## EXERCISE DESCRIPTION
Every line in the material below that includes "INTO" should be copied.

'''

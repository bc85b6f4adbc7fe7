use rusqlite::Connection;
use serde_json::json;
use std::io::{BufRead, BufReader, Write};
use std::path::{Path, PathBuf};
use std::process::{Child, ChildStdin, ChildStdout, Command, Stdio};
use std::time::{SystemTime, UNIX_EPOCH};

fn temp_dir(prefix: &str) -> PathBuf {
    let p = std::env::temp_dir().join(format!(
        "{}-{}",
        prefix,
        SystemTime::now()
            .duration_since(UNIX_EPOCH)
            .expect("clock")
            .as_nanos()
    ));
    std::fs::create_dir_all(&p).expect("create temp dir");
    p
}

fn spawn_sidecar() -> (Child, ChildStdin, BufReader<ChildStdout>) {
    let exe = env!("CARGO_BIN_EXE_lectivod");
    let mut child = Command::new(exe)
        .stdin(Stdio::piped())
        .stdout(Stdio::piped())
        .stderr(Stdio::null())
        .spawn()
        .expect("spawn lectivod");
    let stdin = child.stdin.take().expect("child stdin");
    let stdout = child.stdout.take().expect("child stdout");
    (child, stdin, BufReader::new(stdout))
}

fn request(
    stdin: &mut ChildStdin,
    reader: &mut BufReader<ChildStdout>,
    id: &str,
    method: &str,
    params: serde_json::Value,
) -> serde_json::Value {
    let payload = json!({
        "id": id,
        "method": method,
        "params": params,
    });
    writeln!(stdin, "{}", payload).expect("write request");
    stdin.flush().expect("flush request");

    let mut line = String::new();
    reader.read_line(&mut line).expect("read response line");
    assert!(!line.trim().is_empty(), "empty response for {}", method);
    let value: serde_json::Value = serde_json::from_str(line.trim()).expect("parse response json");
    assert_eq!(value.get("id").and_then(|v| v.as_str()), Some(id));
    value
}

fn request_ok(
    stdin: &mut ChildStdin,
    reader: &mut BufReader<ChildStdout>,
    id: &str,
    method: &str,
    params: serde_json::Value,
) -> serde_json::Value {
    let value = request(stdin, reader, id, method, params);
    assert!(
        value.get("ok").and_then(|v| v.as_bool()).unwrap_or(false),
        "{} failed: {}",
        method,
        value
    );
    value.get("result").cloned().unwrap_or_else(|| json!({}))
}

fn request_err(
    stdin: &mut ChildStdin,
    reader: &mut BufReader<ChildStdout>,
    id: &str,
    method: &str,
    params: serde_json::Value,
) -> serde_json::Value {
    let value = request(stdin, reader, id, method, params);
    assert_eq!(
        value.get("ok").and_then(|v| v.as_bool()),
        Some(false),
        "{} unexpectedly succeeded: {}",
        method,
        value
    );
    value.get("error").cloned().expect("error object")
}

fn seed_conn(workspace: &Path) -> Connection {
    let conn = Connection::open(workspace.join("lectivo.sqlite3")).expect("open seed db");
    conn.busy_timeout(std::time::Duration::from_secs(5))
        .expect("busy timeout");
    conn
}

fn setup(
    stdin: &mut ChildStdin,
    reader: &mut BufReader<ChildStdout>,
    workspace: &Path,
) -> (Connection, String, Vec<String>) {
    let _ = request_ok(
        stdin,
        reader,
        "setup-1",
        "workspace.select",
        json!({ "path": workspace.to_string_lossy() }),
    );
    let period = request_ok(
        stdin,
        reader,
        "setup-2",
        "periods.create",
        json!({
            "name": "2025-2026",
            "startDate": "2025-09-01",
            "endDate": "2026-07-15",
            "weights": { "insumos": 30, "proyecto": 30, "examen": 40 }
        }),
    );
    let period_id = period
        .get("id")
        .and_then(|v| v.as_str())
        .expect("period id")
        .to_string();
    let trimester_ids: Vec<String> = period
        .get("trimesters")
        .and_then(|v| v.as_array())
        .expect("trimesters")
        .iter()
        .map(|t| t.get("id").and_then(|v| v.as_str()).expect("id").to_string())
        .collect();

    let conn = seed_conn(workspace);
    conn.execute_batch(&format!(
        "INSERT INTO teachers(id, display_name) VALUES('t1', 'Mora');
         INSERT INTO course_sections(id, period_id, name, grade_level, is_final_year, estado)
           VALUES('cs1', '{p}', '2do BGU A', 11, 0, 'ACTIVO');
         INSERT INTO subject_offerings(id, period_id, section_id, subject_name, teacher_id, nature, estado)
           VALUES('o-fis', '{p}', 'cs1', 'Fisica', 't1', 'QUANTITATIVE', 'ACTIVO'),
                 ('o-qui', '{p}', 'cs1', 'Quimica', 't1', 'QUANTITATIVE', 'ACTIVO'),
                 ('o-arte', '{p}', 'cs1', 'Arte', NULL, 'QUALITATIVE', 'ACTIVO');
         INSERT INTO students(id, last_name, first_name, estado, current_section_id)
           VALUES('s1', 'Andrade', 'Ana', 'ACTIVO', 'cs1'),
                 ('s2', 'Zambrano', 'Luis', 'ACTIVO', 'cs1');
         INSERT INTO enrollments(id, student_id, section_id, period_id, estado)
           VALUES('e1', 's1', 'cs1', '{p}', 'ACTIVO'),
                 ('e2', 's2', 'cs1', '{p}', 'ACTIVO');",
        p = period_id
    ))
    .expect("seed roster");
    (conn, period_id, trimester_ids)
}

fn record(
    stdin: &mut ChildStdin,
    reader: &mut BufReader<ChildStdout>,
    id: &str,
    params: serde_json::Value,
) -> serde_json::Value {
    request_ok(stdin, reader, id, "scores.record", params)
}

fn full_scores(
    stdin: &mut ChildStdin,
    reader: &mut BufReader<ChildStdout>,
    tag: &str,
    offering: &str,
    student: &str,
    trimester: &str,
    scores: [f64; 3],
) {
    for (kind, score) in ["INSUMOS", "PROYECTO", "EXAMEN"].iter().zip(scores) {
        let _ = record(
            stdin,
            reader,
            &format!("{}-{}", tag, kind),
            json!({
                "offeringId": offering,
                "studentId": student,
                "trimesterId": trimester,
                "evaluationType": kind,
                "score": score,
            }),
        );
    }
}

#[test]
fn gate_groups_every_missing_grade_by_teacher_and_blocks_finalize() {
    let workspace = temp_dir("lectivod-trimester-gate");
    let (_child, mut stdin, mut reader) = spawn_sidecar();
    let (_conn, period_id, trimesters) = setup(&mut stdin, &mut reader, &workspace);
    let t1 = trimesters[0].as_str();

    // Out of order and double activation are both refused.
    let early = request_err(
        &mut stdin,
        &mut reader,
        "1",
        "trimesters.activate",
        json!({ "trimesterId": trimesters[2] }),
    );
    assert_eq!(
        early.get("code").and_then(|v| v.as_str()),
        Some("precondition_failed")
    );
    assert_eq!(
        early
            .pointer("/details/violations")
            .and_then(|v| v.as_array())
            .map(|a| a.len()),
        Some(2)
    );
    let _ = request_ok(
        &mut stdin,
        &mut reader,
        "2",
        "trimesters.activate",
        json!({ "trimesterId": t1 }),
    );
    let twice = request_err(
        &mut stdin,
        &mut reader,
        "3",
        "trimesters.activate",
        json!({ "trimesterId": t1 }),
    );
    assert_eq!(
        twice.get("code").and_then(|v| v.as_str()),
        Some("illegal_transition")
    );

    // Ana: Fisica complete, Quimica insumos only. Luis: nothing. Arte: Ana has a letter.
    full_scores(&mut stdin, &mut reader, "4", "o-fis", "s1", t1, [8.0, 7.0, 6.0]);
    let _ = record(
        &mut stdin,
        &mut reader,
        "5",
        json!({
            "offeringId": "o-qui",
            "studentId": "s1",
            "trimesterId": t1,
            "evaluationType": "INSUMOS",
            "score": 9.0,
        }),
    );
    let _ = record(
        &mut stdin,
        &mut reader,
        "6",
        json!({ "offeringId": "o-arte", "studentId": "s1", "trimesterId": t1, "qualitative": "AA" }),
    );

    let report = request_ok(
        &mut stdin,
        &mut reader,
        "7",
        "trimesters.checkClosable",
        json!({ "trimesterId": t1 }),
    );
    assert_eq!(report.get("ok").and_then(|v| v.as_bool()), Some(false));
    assert_eq!(report.pointer("/stats/total").and_then(|v| v.as_u64()), Some(6));
    assert_eq!(report.pointer("/stats/complete").and_then(|v| v.as_u64()), Some(2));
    assert_eq!(report.pointer("/stats/incomplete").and_then(|v| v.as_u64()), Some(4));
    assert_eq!(report.pointer("/stats/students").and_then(|v| v.as_u64()), Some(2));
    assert_eq!(
        report.pointer("/stats/studentsIncomplete").and_then(|v| v.as_u64()),
        Some(2)
    );
    assert_eq!(
        report.pointer("/stats/percentComplete").and_then(|v| v.as_f64()),
        Some(33.33)
    );
    let groups = report
        .get("blockingIssuesByTeacher")
        .and_then(|v| v.as_array())
        .expect("groups");
    assert_eq!(groups.len(), 2);
    let mora = groups
        .iter()
        .find(|g| g.get("teacherId").and_then(|v| v.as_str()) == Some("t1"))
        .expect("teacher group");
    assert_eq!(mora.get("incompleteCount").and_then(|v| v.as_u64()), Some(3));
    let items: Vec<&str> = mora
        .get("items")
        .and_then(|v| v.as_array())
        .expect("items")
        .iter()
        .filter_map(|v| v.as_str())
        .collect();
    assert!(items
        .iter()
        .any(|i| i.contains("Andrade, Ana missing PROYECTO, EXAMEN score in Subject Quimica")));
    let unassigned = groups
        .iter()
        .find(|g| g.get("teacherId").map(|v| v.is_null()).unwrap_or(true))
        .expect("unassigned group");
    assert_eq!(unassigned.get("incompleteCount").and_then(|v| v.as_u64()), Some(1));

    let refused = request_err(
        &mut stdin,
        &mut reader,
        "8",
        "trimesters.finalize",
        json!({ "trimesterId": t1 }),
    );
    assert_eq!(
        refused.get("code").and_then(|v| v.as_str()),
        Some("incomplete_data")
    );
    assert_eq!(
        refused
            .pointer("/details/blockingIssuesByTeacher")
            .and_then(|v| v.as_array())
            .map(|a| a.len()),
        Some(2)
    );

    // The 8/7/6 example lands at 6.9, band PA.
    let avg = request_ok(
        &mut stdin,
        &mut reader,
        "9",
        "grades.trimesterAverage",
        json!({ "studentId": "s1", "offeringId": "o-fis", "trimesterId": t1 }),
    );
    assert_eq!(avg.get("ponderadoInsumos").and_then(|v| v.as_f64()), Some(2.4));
    assert_eq!(avg.get("ponderadoProyecto").and_then(|v| v.as_f64()), Some(2.1));
    assert_eq!(avg.get("ponderadoExamen").and_then(|v| v.as_f64()), Some(2.4));
    assert_eq!(avg.get("notaFinalTrimestre").and_then(|v| v.as_f64()), Some(6.9));
    assert_eq!(avg.get("cualitativa").and_then(|v| v.as_str()), Some("PA"));

    let partial = request_err(
        &mut stdin,
        &mut reader,
        "10",
        "grades.trimesterAverage",
        json!({ "studentId": "s1", "offeringId": "o-qui", "trimesterId": t1 }),
    );
    assert_eq!(
        partial.get("code").and_then(|v| v.as_str()),
        Some("incomplete_data")
    );
    assert_eq!(
        partial.pointer("/details/partial/notaFinalTrimestre"),
        Some(&json!(null))
    );

    // Fill in the rest and close.
    let _ = record(
        &mut stdin,
        &mut reader,
        "11-p",
        json!({ "offeringId": "o-qui", "studentId": "s1", "trimesterId": t1, "evaluationType": "PROYECTO", "score": 9.0 }),
    );
    let _ = record(
        &mut stdin,
        &mut reader,
        "11-e",
        json!({ "offeringId": "o-qui", "studentId": "s1", "trimesterId": t1, "evaluationType": "EXAMEN", "score": 9.0 }),
    );
    full_scores(&mut stdin, &mut reader, "12", "o-fis", "s2", t1, [10.0, 10.0, 10.0]);
    full_scores(&mut stdin, &mut reader, "13", "o-qui", "s2", t1, [4.0, 4.0, 4.0]);
    let _ = record(
        &mut stdin,
        &mut reader,
        "14",
        json!({ "offeringId": "o-arte", "studentId": "s2", "trimesterId": t1, "qualitative": "da" }),
    );

    let summary = request_ok(
        &mut stdin,
        &mut reader,
        "15",
        "grades.offeringSummary",
        json!({ "offeringId": "o-fis", "trimesterId": t1 }),
    );
    assert_eq!(
        summary.get("rows").and_then(|v| v.as_array()).map(|a| a.len()),
        Some(2)
    );
    // (6.9 + 10.0) / 2
    assert_eq!(
        summary.pointer("/promedios/notaFinalTrimestre").and_then(|v| v.as_f64()),
        Some(8.45)
    );

    let closable = request_ok(
        &mut stdin,
        &mut reader,
        "16",
        "trimesters.checkClosable",
        json!({ "trimesterId": t1 }),
    );
    assert_eq!(closable.get("ok").and_then(|v| v.as_bool()), Some(true));
    let fin = request_ok(
        &mut stdin,
        &mut reader,
        "17",
        "trimesters.finalize",
        json!({ "trimesterId": t1 }),
    );
    assert_eq!(fin.pointer("/trimester/estado").and_then(|v| v.as_str()), Some("FINALIZADO"));
    assert_eq!(fin.get("averagesWritten").and_then(|v| v.as_u64()), Some(6));

    // Entry is closed once the trimester is FINALIZADO.
    let late = request_err(
        &mut stdin,
        &mut reader,
        "18",
        "scores.record",
        json!({ "offeringId": "o-fis", "studentId": "s1", "trimesterId": t1, "evaluationType": "EXAMEN", "score": 10.0 }),
    );
    assert_eq!(
        late.pointer("/details/violations/0/code").and_then(|v| v.as_str()),
        Some("trimester_not_active")
    );

    // Weights lock once a trimester has closed.
    let locked = request_err(
        &mut stdin,
        &mut reader,
        "19",
        "weights.set",
        json!({ "periodId": period_id, "insumos": 40, "proyecto": 20, "examen": 40 }),
    );
    assert_eq!(
        locked.get("code").and_then(|v| v.as_str()),
        Some("precondition_failed")
    );
}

'''

## FINISHED TASK
        "INSERT INTO teachers(id, display_name) VALUES('t1', 'Mora');
         INSERT INTO course_sections(id, period_id, name, grade_level, is_final_year, estado)
         INSERT INTO subject_offerings(id, period_id, section_id, subject_name, teacher_id, nature, estado)
         INSERT INTO students(id, last_name, first_name, estado, current_section_id)
         INSERT INTO enrollments(id, student_id, section_id, period_id, estado)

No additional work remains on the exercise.